Pas de «course à la Lune», mais une conquête de «l’espace pour l’espace»
Selon Isabelle Sourbès-Verger, directrice de recherche au CNRS et spécialiste de l’occupation de l’espace et des politiques spatiales, nous sommes entrés dans une nouvelle ère spatiale qui dépasse la simple exploration scientifique ou la prouesse technologique. Pourtant, la géographe refuse d’employer la formule «course à la Lune», inadaptée pour décrire l’engouement actuel pour l’unique satellite naturel de la Terre. «Je rappelle que les États-Unis ont posé des humains sur la Lune en 1969, alors que la Chine a un programme lunaire qui se met en place dans le milieu des années 2010, donc on est véritablement avec des décalages très importants qui correspondent à des capacités technologiques et industrielles très différentes», rectifie la chercheuse. «Il faut bien distinguer les dates auxquelles ces programmes ont été lancés, les ambitions qu’ils recouvrent et le fait que les arrivées se font effectivement dans une période assez resserrée depuis 2022».

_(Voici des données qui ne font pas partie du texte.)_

use domain::{
    ChannelCategory, ChannelView, ConnectionState, DeviceCategory, DeviceView, LightingMode,
    LightingRole, PropertyCategory, PropertyValue, PropertyView, Space,
};
use hub_catalog::{InMemoryCatalog, RoleAssignment};
use hub_config::ConsensusTolerances;
use hub_state::{LightingStateService, ModeConfidence};
use hub_timeseries::{HistoryStore, InMemoryHistoryStore, SpaceIntentPoint};
use std::sync::Arc;

const SPACE_ID: &str = "7b6a4f9e-3c1d-4e2a-9f00-1234567890ab";

fn light(id: &str, on: bool, brightness: f64) -> DeviceView {
    let mut on_prop = PropertyView::new("on", PropertyCategory::On);
    on_prop.value = Some(PropertyValue::Bool(on));
    let mut brightness_prop = PropertyView::new("brightness", PropertyCategory::Brightness);
    brightness_prop.value = Some(PropertyValue::F64(brightness));
    brightness_prop.min = Some(0.0);
    brightness_prop.max = Some(100.0);
    DeviceView {
        id: id.to_string(),
        name: format!("Light {}", id),
        driver: "demo".to_string(),
        category: DeviceCategory::Lighting,
        online: true,
        connection: ConnectionState::Connected,
        channels: vec![ChannelView {
            id: "ch1".to_string(),
            category: ChannelCategory::Light,
            properties: vec![on_prop, brightness_prop],
        }],
    }
}

fn setup() -> (Arc<InMemoryCatalog>, Arc<InMemoryHistoryStore>, LightingStateService) {
    let catalog = Arc::new(InMemoryCatalog::new());
    let history = Arc::new(InMemoryHistoryStore::new());
    catalog
        .upsert_space(Space::new(SPACE_ID, "Living Room"))
        .expect("space");
    let service = LightingStateService::new(
        catalog.clone(),
        history.clone(),
        ConsensusTolerances::default(),
    );
    (catalog, history, service)
}

fn assign(catalog: &InMemoryCatalog, device_id: &str, role: LightingRole) {
    catalog
        .assign_lighting_role(RoleAssignment {
            space_id: SPACE_ID.to_string(),
            device_id: device_id.to_string(),
            channel_id: "ch1".to_string(),
            role,
            priority: 0,
        })
        .expect("role");
}

#[tokio::test]
async fn missing_space_is_none() {
    let (_, _, service) = setup();
    let state = service.get_state("unknown").await.expect("state");
    assert!(state.is_none());
}

#[tokio::test]
async fn aggregates_on_count_and_brightness() {
    let (catalog, _, service) = setup();
    catalog.upsert_device(SPACE_ID, light("l1", true, 80.0)).expect("device");
    catalog.upsert_device(SPACE_ID, light("l2", true, 84.0)).expect("device");
    catalog.upsert_device(SPACE_ID, light("l3", false, 0.0)).expect("device");

    let state = service.get_state(SPACE_ID).await.expect("state").expect("some");
    assert_eq!(state.total_count, 3);
    assert_eq!(state.on_count, 2);
    assert!(state.any_on);
    assert!(!state.all_on);
    // 两亮一灭 → 开关状态混合。
    assert!(state.is_on_mixed);
    assert_eq!(state.brightness, Some(82.0));
    assert!(!state.brightness_mixed);
}

#[tokio::test]
async fn uniform_on_state_is_not_on_mixed() {
    let (catalog, _, service) = setup();
    catalog.upsert_device(SPACE_ID, light("l1", true, 80.0)).expect("device");
    catalog.upsert_device(SPACE_ID, light("l2", true, 80.0)).expect("device");
    let state = service.get_state(SPACE_ID).await.expect("state").expect("some");
    assert!(!state.is_on_mixed);

    catalog.upsert_device(SPACE_ID, light("l1", false, 0.0)).expect("device");
    catalog.upsert_device(SPACE_ID, light("l2", false, 0.0)).expect("device");
    let state = service.get_state(SPACE_ID).await.expect("state").expect("some");
    assert!(!state.is_on_mixed);
    assert!(!state.any_on);
}

#[tokio::test]
async fn spread_beyond_tolerance_is_mixed() {
    let (catalog, _, service) = setup();
    catalog.upsert_device(SPACE_ID, light("l1", true, 20.0)).expect("device");
    catalog.upsert_device(SPACE_ID, light("l2", true, 90.0)).expect("device");

    let state = service.get_state(SPACE_ID).await.expect("state").expect("some");
    assert!(state.brightness_mixed);
    // 混合状态下不报任意平均值。
    assert_eq!(state.brightness, None);
}

#[tokio::test]
async fn disconnected_devices_are_excluded_but_unknown_participate() {
    let (catalog, _, service) = setup();
    let mut offline = light("l1", true, 100.0);
    offline.online = false;
    offline.connection = ConnectionState::Disconnected;
    catalog.upsert_device(SPACE_ID, offline).expect("device");
    // 连接状态未知的设备按可能在线处理。
    let mut unknown = light("l2", true, 50.0);
    unknown.online = false;
    unknown.connection = ConnectionState::Unknown;
    catalog.upsert_device(SPACE_ID, unknown).expect("device");

    let state = service.get_state(SPACE_ID).await.expect("state").expect("some");
    assert_eq!(state.total_count, 1);
    assert_eq!(state.brightness, Some(50.0));
}

#[tokio::test]
async fn hidden_role_is_excluded() {
    let (catalog, _, service) = setup();
    catalog.upsert_device(SPACE_ID, light("l1", true, 100.0)).expect("device");
    catalog.upsert_device(SPACE_ID, light("l2", true, 10.0)).expect("device");
    assign(&catalog, "l2", LightingRole::Hidden);

    let state = service.get_state(SPACE_ID).await.expect("state").expect("some");
    assert_eq!(state.total_count, 1);
    assert_eq!(state.brightness, Some(100.0));
}

#[tokio::test]
async fn detects_work_mode_exactly() {
    let (catalog, _, service) = setup();
    catalog.upsert_device(SPACE_ID, light("l1", true, 100.0)).expect("device");
    catalog.upsert_device(SPACE_ID, light("l2", true, 82.0)).expect("device");
    assign(&catalog, "l1", LightingRole::Main);
    assign(&catalog, "l2", LightingRole::Ambient);

    let state = service.get_state(SPACE_ID).await.expect("state").expect("some");
    assert_eq!(state.detected_mode, Some(LightingMode::Work));
    assert_eq!(state.mode_confidence, Some(ModeConfidence::Exact));
}

#[tokio::test]
async fn loose_brightness_gives_approximate_confidence() {
    let (catalog, _, service) = setup();
    catalog.upsert_device(SPACE_ID, light("l1", true, 90.0)).expect("device");
    assign(&catalog, "l1", LightingRole::Main);

    let state = service.get_state(SPACE_ID).await.expect("state").expect("some");
    assert_eq!(state.detected_mode, Some(LightingMode::Work));
    assert_eq!(state.mode_confidence, Some(ModeConfidence::Approximate));
}

#[tokio::test]
async fn ambiguous_detection_prefers_last_applied_mode() {
    let (catalog, history, service) = setup();
    // 氛围灯 70%：work 期望 80、relax 期望 60，两者都在放宽容差内。
    catalog.upsert_device(SPACE_ID, light("l1", true, 70.0)).expect("device");
    assign(&catalog, "l1", LightingRole::Ambient);
    history
        .write_point(SpaceIntentPoint {
            space_id: SPACE_ID.to_string(),
            intent_type: "lighting.setMode".to_string(),
            status: "completed_success".to_string(),
            intent_id: "intent-1".to_string(),
            mode: Some("relax".to_string()),
            targets_count: 1,
            success_count: 1,
            failed_count: 0,
            ts_ms: 1_000,
        })
        .await
        .expect("write");

    let state = service.get_state(SPACE_ID).await.expect("state").expect("some");
    assert_eq!(state.detected_mode, Some(LightingMode::Relax));
    assert_eq!(state.mode_confidence, Some(ModeConfidence::Approximate));
}

#[tokio::test]
async fn no_roles_means_no_detection() {
    let (catalog, _, service) = setup();
    catalog.upsert_device(SPACE_ID, light("l1", true, 100.0)).expect("device");

    let state = service.get_state(SPACE_ID).await.expect("state").expect("some");
    assert!(state.detected_mode.is_none());
    assert!(state.mode_confidence.is_none());
}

En revanche, la géographe parle d’un «tournant» dans l’activité spatiale, qui n’est «plus seulement une activité autour de la Terre et destinée à la Terre», mais une démarche «de l’espace pour l’espace!». «On va avoir des échanges Terre-Lune qui vont s’établir d’une manière qu’on ne connaissait pas jusqu’à maintenant!», ajoute-t-elle.
De la guerre froide à nos jours
Le qualificatif «course à la Lune» renvoie encore aujourd’hui à celle de la guerre froide. «On était dans une logique d’affrontement de deux blocs», explique Isabelle Sourbès-Verger, avant d’ajouter qu’«aujourd’hui on ne peut pas parler de course puisque personne n’a besoin de faire une démonstration de supériorité, la supériorité américaine dans l’espace étant absolument incontestée et incontestable». En effet, le budget spatial américain s’élevait à 73 milliards de dollars en 2023, suivi de loin par le Chine avec 14 milliards de dollars, alors que le budget de l’Agence spatiale européenne (ESA) représentait 6,4 milliards de dollars, le budget total de l’Europe en incluant les pays européens et l’Union européenne atteignant les 18 milliards (source Euroconsult).
La scène spatiale américaine est aussi caractérisée par l’arrivée d’entreprises privées dans le secteur de l’exploration lunaire, comme SpaceX ou Blue Origin. Mais cette volonté d’intégrer le secteur privé, relancée sous l’administration de Barack Obama, n’est pas une nouveauté. «C’est un vieux rêve de tous les présidents américains de banaliser l’activité spatiale, au point que finalement l’argent public investi serve à la richesse des entreprises américaines», décrypte la géographe. Ainsi, ajoute-t-elle, ces entreprises ne sont pas en concurrence avec la NASA, mais font partie de la stratégie mise en place par l’agence spatiale américaine, qui consiste à sous-traiter certaines de ses compétences au secteur privé.
Chacun ses ambitions
À compétences inégales, ambitions diverses. Côté américain, il s’agit «d’établir une présence durable sur la Lune» avec la création de la station Lunar Gateway, située autour de l’astre, et qui se présente comme une expérimentation de ce qui pourrait se faire par la suite autour de Mars. Dans cette ambition, les États-Unis «embarquent leurs alliés et collaborateurs habituels, tels que l’Europe, le Japon, la Corée du Sud mais aussi les Émirats arabes unis et d’autres pays du Golfe». Parallèlement, la Chine et la Russie ont signé en 2021 un accord prévoyant la construction conjointe d’une future station lunaire.